Its obviously been a thin week for news - so long as you exclude election speculation which is becoming more repetitive and boring the nearer we get to the event. In any event the Easter weekend's newspapers, in an attempt, no doubt, to mark the bridge between winter and spring in the countryside, have filled many column inches and in some cases whole pages with chit chat about the growing list of rich and famous who own farms.

Time was when this sort of thing annoyed me. Why do reporters go to such fly-by-night, hobby land owners who suffer none of the financial or physical hardships of proper farmers in order to write about food production? Most of them don't have a clue about real farming when they invest some of the millions earned from pop singing or taking off most of their clothes for the camera's and yet suddenly they become, in the eyes of the press, representatives of long established rural residents with whom they have nothing in common. Furthermore most of them have the luxury of persuing outlandish systems of farming and claiming they have discovered the Holy Grail.

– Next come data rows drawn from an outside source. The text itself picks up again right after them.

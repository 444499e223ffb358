//! Account repository for JSON storage
//!
//! Manages loading and saving accounts to accounts.json

use std::collections::HashMap;
use std::path::PathBuf;
use std::sync::RwLock;

use crate::error::PaycycleError;
use crate::models::{Account, AccountId};

use super::file_io::{read_json, write_json_atomic};

/// Serializable account data structure
#[derive(Debug, Clone, Default, serde::Serialize, serde::Deserialize)]
struct AccountData {
    accounts: Vec<Account>,
}

/// Repository for account persistence
pub struct AccountRepository {
    path: PathBuf,
    data: RwLock<HashMap<AccountId, Account>>,
}

impl AccountRepository {
    /// Create a new account repository
    pub fn new(path: PathBuf) -> Self {
        Self {
            path,
            data: RwLock::new(HashMap::new()),
        }
    }

    /// Load accounts from disk
    pub fn load(&self) -> Result<(), PaycycleError> {
        let file_data: AccountData = read_json(&self.path)?;

        let mut data = self
            .data
            .write()
            .map_err(|e| PaycycleError::Storage(format!("Failed to acquire write lock: {}", e)))?;

        data.clear();
        for account in file_data.accounts {
            data.insert(account.id, account);
        }

        Ok(())
    }

    /// Save accounts to disk
    pub fn save(&self) -> Result<(), PaycycleError> {
        let data = self
            .data
            .read()
            .map_err(|e| PaycycleError::Storage(format!("Failed to acquire read lock: {}", e)))?;

        let mut accounts: Vec<_> = data.values().cloned().collect();
        accounts.sort_by(|a, b| a.name.cmp(&b.name).then(a.id.cmp(&b.id)));

        let file_data = AccountData { accounts };
        write_json_atomic(&self.path, &file_data)
    }

    /// Get an account by ID
    pub fn get(&self, id: AccountId) -> Result<Option<Account>, PaycycleError> {
        let data = self
            .data
            .read()
            .map_err(|e| PaycycleError::Storage(format!("Failed to acquire read lock: {}", e)))?;

        Ok(data.get(&id).cloned())
    }

    /// Get all accounts, sorted by name
    pub fn get_all(&self) -> Result<Vec<Account>, PaycycleError> {
        let data = self
            .data
            .read()
            .map_err(|e| PaycycleError::Storage(format!("Failed to acquire read lock: {}", e)))?;

        let mut accounts: Vec<_> = data.values().cloned().collect();
        accounts.sort_by(|a, b| a.name.cmp(&b.name).then(a.id.cmp(&b.id)));
        Ok(accounts)
    }

    /// Insert or update an account
    pub fn upsert(&self, account: Account) -> Result<(), PaycycleError> {
        let mut data = self
            .data
            .write()
            .map_err(|e| PaycycleError::Storage(format!("Failed to acquire write lock: {}", e)))?;

        data.insert(account.id, account);
        Ok(())
    }

    /// Count accounts
    pub fn count(&self) -> Result<usize, PaycycleError> {
        let data = self
            .data
            .read()
            .map_err(|e| PaycycleError::Storage(format!("Failed to acquire read lock: {}", e)))?;

        Ok(data.len())
    }
}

There, that's off my chest and I feel better.

On further reflection perhaps I am generalising and being too critical. Over time our celebrity neighbours, or some of them, do learn about the realities and a few begin to start talking sense. And like it or not, the media listens to and reports what they say. On balance then, with those that look and learn and eventually see the light, it is possible that such people might do our industry more good than harm.

But I am talking about the ones who join in with rural life and genuinely try to learn and help communities. I still can't be doing with the ones who turn up once in a blue moon in their helicopters without even giving the time of day to their less fortunate neighbours. The quicker they return to their penthouses in the City the better.

April 9, 2010

THIS TIME IT FEELS LIKE SPRING

Three weeks after drilling our sugar beet they are beginning to emerge. They're pretty vulnerable at this stage and I see the skylarks that proliferate around here have already found them. I hope they don't create too many gaps in an otherwise relatively full plant stand. But given the unpleasant wet weather we've had since they were put in its quite surprising they are up already. The secret, of course, is that temperatures have been quite reasonable, even at night, and that and plentiful moisture has encouraged the seedlings to peep above the soil surface.

And although we've not been able to do any land work since we drilled the beet, today we are again busy planting combinable peas. Once again we are benefiting from early ploughing and easy soft seedbeds guaranteed by the winter frosts. Walking behind the drill a few minutes ago I was very happy at the way they were going in after one pass with the seedbed maker. The Cambridge rolls are following the drill to leave level land for the combine in four or five months time and also to help preserve moisture. If the rest of the growing season goes as well we should be able to harvest a useful crop.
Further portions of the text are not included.